(Exercise instructions): Give every entry again precisely as it appears.

*** Supplied data Section Begins ***

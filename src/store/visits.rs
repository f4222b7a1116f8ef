use chrono::{NaiveDate, NaiveDateTime};
use diesel::prelude::*;
use serde::Serialize;

use crate::enums::VisitType;
use crate::error::ApiError;
use crate::models::{NewVisit, Patient, Visit, VisitChanges};
use crate::schema::{patients, users, visits};

/// Validated visit form input.
#[derive(Debug, Clone)]
pub struct VisitForm {
    pub patient_id: i32,
    pub visit_type: VisitType,
    pub symptoms: String,
    pub diagnosis: String,
    pub prescription: String,
}

#[derive(Debug, Clone, Default)]
pub struct VisitFilter {
    pub patient_search: Option<String>,
    pub visit_type: Option<VisitType>,
    pub date_from: Option<NaiveDate>,
    pub date_to: Option<NaiveDate>,
    pub limit: Option<i64>,
}

#[derive(Debug, Clone, Serialize)]
pub struct VisitRow {
    #[serde(flatten)]
    pub visit: Visit,
    pub patient_name: String,
    pub card_number: String,
    pub clinician_name: String,
}

/// What creating a visit changed besides the visit row itself.
#[derive(Debug, Clone, Serialize)]
pub struct RecordedVisit {
    pub visit: Visit,
    /// This was the patient's first visit.
    pub activated: bool,
    /// Outcome of closing the queue entry the visit was started from.
    pub queue_completed: Option<bool>,
}

/// Records an encounter. The patient is activated if this is their first
/// visit, and the originating queue entry (if any) is completed when it
/// belongs to the same patient. Each step is its own statement.
pub fn record(
    conn: &mut PgConnection,
    clinician_id: i32,
    form: &VisitForm,
    queue_id: Option<i32>,
) -> Result<RecordedVisit, ApiError> {
    if super::patients::find(conn, form.patient_id)?.is_none() {
        return Err(ApiError::NotFound("patient"));
    }

    let visit = diesel::insert_into(visits::table)
        .values(&NewVisit {
            patient_id: form.patient_id,
            clinician_id,
            visit_type: form.visit_type,
            symptoms: &form.symptoms,
            diagnosis: &form.diagnosis,
            prescription: &form.prescription,
        })
        .returning(Visit::as_returning())
        .get_result(conn)?;

    let activated = super::patients::activate_on_first_visit(conn, form.patient_id)?;
    let queue_completed = match queue_id {
        Some(id) => Some(super::queue::complete_visit_for(conn, id, form.patient_id)?),
        None => None,
    };

    Ok(RecordedVisit { visit, activated, queue_completed })
}

pub fn find(conn: &mut PgConnection, visit_id: i32) -> QueryResult<Option<VisitRow>> {
    visits::table
        .inner_join(patients::table)
        .inner_join(users::table)
        .filter(visits::id.eq(visit_id))
        .select((Visit::as_select(), Patient::as_select(), users::full_name))
        .first::<(Visit, Patient, String)>(conn)
        .optional()
        .map(|row| row.map(into_row))
}

pub fn update(conn: &mut PgConnection, visit_id: i32, form: &VisitForm) -> Result<bool, ApiError> {
    if super::patients::find(conn, form.patient_id)?.is_none() {
        return Err(ApiError::NotFound("patient"));
    }
    let updated = diesel::update(visits::table.find(visit_id))
        .set(&VisitChanges {
            patient_id: form.patient_id,
            visit_type: form.visit_type,
            symptoms: &form.symptoms,
            diagnosis: &form.diagnosis,
            prescription: &form.prescription,
        })
        .execute(conn)?;
    Ok(updated == 1)
}

pub fn delete(conn: &mut PgConnection, visit_id: i32) -> QueryResult<bool> {
    let deleted = diesel::delete(visits::table.find(visit_id)).execute(conn)?;
    Ok(deleted == 1)
}

/// Newest first.
pub fn list(conn: &mut PgConnection, filter: &VisitFilter) -> QueryResult<Vec<VisitRow>> {
    let mut query = visits::table
        .inner_join(patients::table)
        .inner_join(users::table)
        .into_boxed();
    if let Some(term) = filter.patient_search.as_deref().filter(|t| !t.trim().is_empty()) {
        query = query.filter(patients::full_name.ilike(super::like_pattern(term)));
    }
    if let Some(visit_type) = filter.visit_type {
        query = query.filter(visits::visit_type.eq(visit_type));
    }
    if let Some(from) = filter.date_from {
        query = query.filter(visits::created_at.ge(day_start(from)));
    }
    if let Some(to) = filter.date_to {
        if let Some(next) = to.succ_opt() {
            query = query.filter(visits::created_at.lt(day_start(next)));
        }
    }
    if let Some(limit) = filter.limit {
        query = query.limit(limit);
    }

    let rows: Vec<(Visit, Patient, String)> = query
        .order((visits::created_at.desc(), visits::id.desc()))
        .select((Visit::as_select(), Patient::as_select(), users::full_name))
        .load(conn)?;
    Ok(rows.into_iter().map(into_row).collect())
}

pub fn count_today(conn: &mut PgConnection) -> QueryResult<i64> {
    visits::table
        .filter(visits::created_at.ge(super::start_of_today()))
        .count()
        .get_result(conn)
}

fn day_start(day: NaiveDate) -> NaiveDateTime {
    day.and_time(chrono::NaiveTime::MIN)
}

fn into_row((visit, patient, clinician_name): (Visit, Patient, String)) -> VisitRow {
    VisitRow {
        visit,
        patient_name: patient.full_name,
        card_number: patient.card_number,
        clinician_name,
    }
}
use std::collections::HashMap;

use chrono::Duration;
use diesel::prelude::*;

use crate::crypto::CryptoUtils;
use crate::error::ApiError;
use crate::models::{NewSession, NewUser, User};
use crate::schema::{sessions, users};

pub fn find_by_username(conn: &mut PgConnection, username: &str) -> QueryResult<Option<User>> {
    users::table
        .filter(users::username.eq(username))
        .select(User::as_select())
        .first(conn)
        .optional()
}

/// The user owning an unexpired session.
pub fn find_by_session(conn: &mut PgConnection, token: &str) -> QueryResult<Option<User>> {
    sessions::table
        .inner_join(users::table)
        .filter(sessions::token.eq(token))
        .filter(sessions::expires_at.gt(super::now()))
        .select(User::as_select())
        .first(conn)
        .optional()
}

/// Checks credentials. `Ok(None)` means unknown user or wrong password.
pub fn authenticate(conn: &mut PgConnection, username: &str, password: &str) -> Result<Option<User>, ApiError> {
    let Some(user) = find_by_username(conn, username)? else {
        return Ok(None);
    };
    if CryptoUtils::verify_password(password, &user.password_hash)? {
        Ok(Some(user))
    } else {
        Ok(None)
    }
}

pub fn create_session(conn: &mut PgConnection, user_id: i32, ttl_hours: i64) -> QueryResult<String> {
    let token = CryptoUtils::generate_session_token();
    let expires_at = super::now() + Duration::hours(ttl_hours);

    diesel::delete(sessions::table.filter(sessions::expires_at.le(super::now()))).execute(conn)?;
    diesel::insert_into(sessions::table)
        .values(&NewSession { token: &token, user_id, expires_at })
        .execute(conn)?;
    Ok(token)
}

pub fn delete_session(conn: &mut PgConnection, token: &str) -> QueryResult<bool> {
    let deleted = diesel::delete(sessions::table.filter(sessions::token.eq(token))).execute(conn)?;
    Ok(deleted == 1)
}

pub fn insert_user(conn: &mut PgConnection, new_user: &NewUser<'_>) -> QueryResult<User> {
    diesel::insert_into(users::table)
        .values(new_user)
        .returning(User::as_returning())
        .get_result(conn)
}

pub fn count(conn: &mut PgConnection) -> QueryResult<i64> {
    users::table.count().get_result(conn)
}

/// Display names for a set of user ids.
pub fn names(conn: &mut PgConnection, ids: &[i32]) -> QueryResult<HashMap<i32, String>> {
    if ids.is_empty() {
        return Ok(HashMap::new());
    }
    let rows: Vec<(i32, String)> = users::table
        .filter(users::id.eq_any(ids))
        .select((users::id, users::full_name))
        .load(conn)?;
    Ok(rows.into_iter().collect())
}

*** Supplied data Section Ends ***

(Answer to the exercise):
filename src/store/visits.rs
repository f4222b7a1116f8ef
use chrono::{NaiveDate, NaiveDateTime};
use diesel::prelude::*;
use serde::Serialize;

use crate::enums::VisitType;
use crate::error::ApiError;
use crate::models::{NewVisit, Patient, Visit, VisitChanges};
use crate::schema::{patients, users, visits};

/// Validated visit form input.
#[derive(Debug, Clone)]
pub struct VisitForm {
    pub patient_id: i32,
    pub visit_type: VisitType,
    pub symptoms: String,
    pub diagnosis: String,
    pub prescription: String,
}

#[derive(Debug, Clone, Default)]
pub struct VisitFilter {
    pub patient_search: Option<String>,
    pub visit_type: Option<VisitType>,
    pub date_from: Option<NaiveDate>,
    pub date_to: Option<NaiveDate>,
    pub limit: Option<i64>,
}

#[derive(Debug, Clone, Serialize)]
pub struct VisitRow {
    #[serde(flatten)]
    pub visit: Visit,
    pub patient_name: String,
    pub card_number: String,
    pub clinician_name: String,
}

/// What creating a visit changed besides the visit row itself.
#[derive(Debug, Clone, Serialize)]
pub struct RecordedVisit {
    pub visit: Visit,
    /// This was the patient's first visit.
    pub activated: bool,
    /// Outcome of closing the queue entry the visit was started from.
    pub queue_completed: Option<bool>,
}

/// Records an encounter. The patient is activated if this is their first
/// visit, and the originating queue entry (if any) is completed when it
/// belongs to the same patient. Each step is its own statement.
pub fn record(
    conn: &mut PgConnection,
    clinician_id: i32,
    form: &VisitForm,
    queue_id: Option<i32>,
) -> Result<RecordedVisit, ApiError> {
    if super::patients::find(conn, form.patient_id)?.is_none() {
        return Err(ApiError::NotFound("patient"));
    }

    let visit = diesel::insert_into(visits::table)
        .values(&NewVisit {
            patient_id: form.patient_id,
            clinician_id,
            visit_type: form.visit_type,
            symptoms: &form.symptoms,
            diagnosis: &form.diagnosis,
            prescription: &form.prescription,
        })
        .returning(Visit::as_returning())
        .get_result(conn)?;

    let activated = super::patients::activate_on_first_visit(conn, form.patient_id)?;
    let queue_completed = match queue_id {
        Some(id) => Some(super::queue::complete_visit_for(conn, id, form.patient_id)?),
        None => None,
    };

    Ok(RecordedVisit { visit, activated, queue_completed })
}

pub fn find(conn: &mut PgConnection, visit_id: i32) -> QueryResult<Option<VisitRow>> {
    visits::table
        .inner_join(patients::table)
        .inner_join(users::table)
        .filter(visits::id.eq(visit_id))
        .select((Visit::as_select(), Patient::as_select(), users::full_name))
        .first::<(Visit, Patient, String)>(conn)
        .optional()
        .map(|row| row.map(into_row))
}

pub fn update(conn: &mut PgConnection, visit_id: i32, form: &VisitForm) -> Result<bool, ApiError> {
    if super::patients::find(conn, form.patient_id)?.is_none() {
        return Err(ApiError::NotFound("patient"));
    }
    let updated = diesel::update(visits::table.find(visit_id))
        .set(&VisitChanges {
            patient_id: form.patient_id,
            visit_type: form.visit_type,
            symptoms: &form.symptoms,
            diagnosis: &form.diagnosis,
            prescription: &form.prescription,
        })
        .execute(conn)?;
    Ok(updated == 1)
}

pub fn delete(conn: &mut PgConnection, visit_id: i32) -> QueryResult<bool> {
    let deleted = diesel::delete(visits::table.find(visit_id)).execute(conn)?;
    Ok(deleted == 1)
}

/// Newest first.
pub fn list(conn: &mut PgConnection, filter: &VisitFilter) -> QueryResult<Vec<VisitRow>> {
    let mut query = visits::table
        .inner_join(patients::table)
        .inner_join(users::table)
        .into_boxed();
    if let Some(term) = filter.patient_search.as_deref().filter(|t| !t.trim().is_empty()) {
        query = query.filter(patients::full_name.ilike(super::like_pattern(term)));
    }
    if let Some(visit_type) = filter.visit_type {
        query = query.filter(visits::visit_type.eq(visit_type));
    }
    if let Some(from) = filter.date_from {
        query = query.filter(visits::created_at.ge(day_start(from)));
    }
    if let Some(to) = filter.date_to {
        if let Some(next) = to.succ_opt() {
            query = query.filter(visits::created_at.lt(day_start(next)));
        }
    }
    if let Some(limit) = filter.limit {
        query = query.limit(limit);
    }

    let rows: Vec<(Visit, Patient, String)> = query
        .order((visits::created_at.desc(), visits::id.desc()))
        .select((Visit::as_select(), Patient::as_select(), users::full_name))
        .load(conn)?;
    Ok(rows.into_iter().map(into_row).collect())
}

pub fn count_today(conn: &mut PgConnection) -> QueryResult<i64> {
    visits::table
        .filter(visits::created_at.ge(super::start_of_today()))
        .count()
        .get_result(conn)
}

fn day_start(day: NaiveDate) -> NaiveDateTime {
    day.and_time(chrono::NaiveTime::MIN)
}

fn into_row((visit, patient, clinician_name): (Visit, Patient, String)) -> VisitRow {
    VisitRow {
        visit,
        patient_name: patient.full_name,
        card_number: patient.card_number,
        clinician_name,
    }
}
use std::collections::HashMap;

use chrono::Duration;
use diesel::prelude::*;

use crate::crypto::CryptoUtils;
use crate::error::ApiError;
use crate::models::{NewSession, NewUser, User};
use crate::schema::{sessions, users};

pub fn find_by_username(conn: &mut PgConnection, username: &str) -> QueryResult<Option<User>> {
    users::table
        .filter(users::username.eq(username))
        .select(User::as_select())
        .first(conn)
        .optional()
}

/// The user owning an unexpired session.
pub fn find_by_session(conn: &mut PgConnection, token: &str) -> QueryResult<Option<User>> {
    sessions::table
        .inner_join(users::table)
        .filter(sessions::token.eq(token))
        .filter(sessions::expires_at.gt(super::now()))
        .select(User::as_select())
        .first(conn)
        .optional()
}

/// Checks credentials. `Ok(None)` means unknown user or wrong password.
pub fn authenticate(conn: &mut PgConnection, username: &str, password: &str) -> Result<Option<User>, ApiError> {
    let Some(user) = find_by_username(conn, username)? else {
        return Ok(None);
    };
    if CryptoUtils::verify_password(password, &user.password_hash)? {
        Ok(Some(user))
    } else {
        Ok(None)
    }
}

pub fn create_session(conn: &mut PgConnection, user_id: i32, ttl_hours: i64) -> QueryResult<String> {
    let token = CryptoUtils::generate_session_token();
    let expires_at = super::now() + Duration::hours(ttl_hours);

    diesel::delete(sessions::table.filter(sessions::expires_at.le(super::now()))).execute(conn)?;
    diesel::insert_into(sessions::table)
        .values(&NewSession { token: &token, user_id, expires_at })
        .execute(conn)?;
    Ok(token)
}

pub fn delete_session(conn: &mut PgConnection, token: &str) -> QueryResult<bool> {
    let deleted = diesel::delete(sessions::table.filter(sessions::token.eq(token))).execute(conn)?;
    Ok(deleted == 1)
}

pub fn insert_user(conn: &mut PgConnection, new_user: &NewUser<'_>) -> QueryResult<User> {
    diesel::insert_into(users::table)
        .values(new_user)
        .returning(User::as_returning())
        .get_result(conn)
}

pub fn count(conn: &mut PgConnection) -> QueryResult<i64> {
    users::table.count().get_result(conn)
}

/// Display names for a set of user ids.
pub fn names(conn: &mut PgConnection, ids: &[i32]) -> QueryResult<HashMap<i32, String>> {
    if ids.is_empty() {
        return Ok(HashMap::new());
    }
    let rows: Vec<(i32, String)> = users::table
        .filter(users::id.eq_any(ids))
        .select((users::id, users::full_name))
        .load(conn)?;
    Ok(rows.into_iter().collect())
}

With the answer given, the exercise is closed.